__TASK MATERIAL__:
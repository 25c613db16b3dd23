//! Inbound listener configuration
//!
//! Two listeners feed the pipeline manager besides the poll scheduler:
//! UDP sample datagrams and TCP newline-delimited notifications.

use serde::Deserialize;
use std::time::Duration;

/// All listeners; absent sections are not started
#[derive(Debug, Clone, Default, Deserialize)]
#[serde(default)]
pub struct ListenersConfig {
    pub udp: Option<UdpListenerConfig>,
    pub notification: Option<NotificationListenerConfig>,
}

/// UDP sample ingestion
///
/// # Example
///
/// ```toml
/// [listeners.udp]
/// port = 4952
/// secret = "change-me"
/// ```
#[derive(Debug, Clone, Deserialize)]
#[serde(default)]
pub struct UdpListenerConfig {
    /// Default: true
    pub enabled: bool,

    /// Default: "0.0.0.0"
    pub address: String,

    /// Default: 4952
    pub port: u16,

    /// Socket receive buffer size (bytes)
    pub buffer_size: Option<usize>,

    /// Shared secret; when set, unsigned datagrams are dropped
    pub secret: Option<String>,
}

impl Default for UdpListenerConfig {
    fn default() -> Self {
        Self {
            enabled: true,
            address: "0.0.0.0".into(),
            port: 4952,
            buffer_size: None,
            secret: None,
        }
    }
}

/// Notification bus consumer
///
/// # Example
///
/// ```toml
/// [listeners.notification]
/// port = 4953
/// secret = "change-me"
/// dedup_window = "10m"
/// ```
#[derive(Debug, Clone, Deserialize)]
#[serde(default)]
pub struct NotificationListenerConfig {
    /// Default: true
    pub enabled: bool,

    /// Default: "0.0.0.0"
    pub address: String,

    /// Default: 4953
    pub port: u16,

    /// Shared secret used to verify message signatures
    /// Required when enabled
    pub secret: String,

    /// How long a message id is remembered for duplicate detection
    /// Default: 10m
    #[serde(with = "humantime_serde")]
    pub dedup_window: Duration,

    /// Maximum number of remembered message ids
    /// Default: 100000
    pub dedup_capacity: usize,

    /// Longest accepted message line (bytes)
    /// Default: 1MB
    pub max_message_size: usize,
}

impl Default for NotificationListenerConfig {
    fn default() -> Self {
        Self {
            enabled: true,
            address: "0.0.0.0".into(),
            port: 4953,
            secret: String::new(),
            dedup_window: Duration::from_secs(600),
            dedup_capacity: 100_000,
            max_message_size: 1024 * 1024,
        }
    }
}

#[cfg(test)]
mod tests {
    use super::*;

    #[test]
    fn test_absent_listeners() {
        let config: ListenersConfig = toml::from_str("").unwrap();
        assert!(config.udp.is_none());
        assert!(config.notification.is_none());
    }

    #[test]
    fn test_defaults_when_present() {
        let toml = r#"
[udp]

[notification]
secret = "s"
"#;
        let config: ListenersConfig = toml::from_str(toml).unwrap();
        let udp = config.udp.unwrap();
        assert!(udp.enabled);
        assert_eq!(udp.port, 4952);
        assert!(udp.secret.is_none());

        let notification = config.notification.unwrap();
        assert_eq!(notification.port, 4953);
        assert_eq!(notification.dedup_window, Duration::from_secs(600));
        assert_eq!(notification.dedup_capacity, 100_000);
    }
}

__WHAT YOU NEED TO DO__: Only the number is needed: count the lines of the material that include "secret".

__EXPECTED OUTPUT__: 10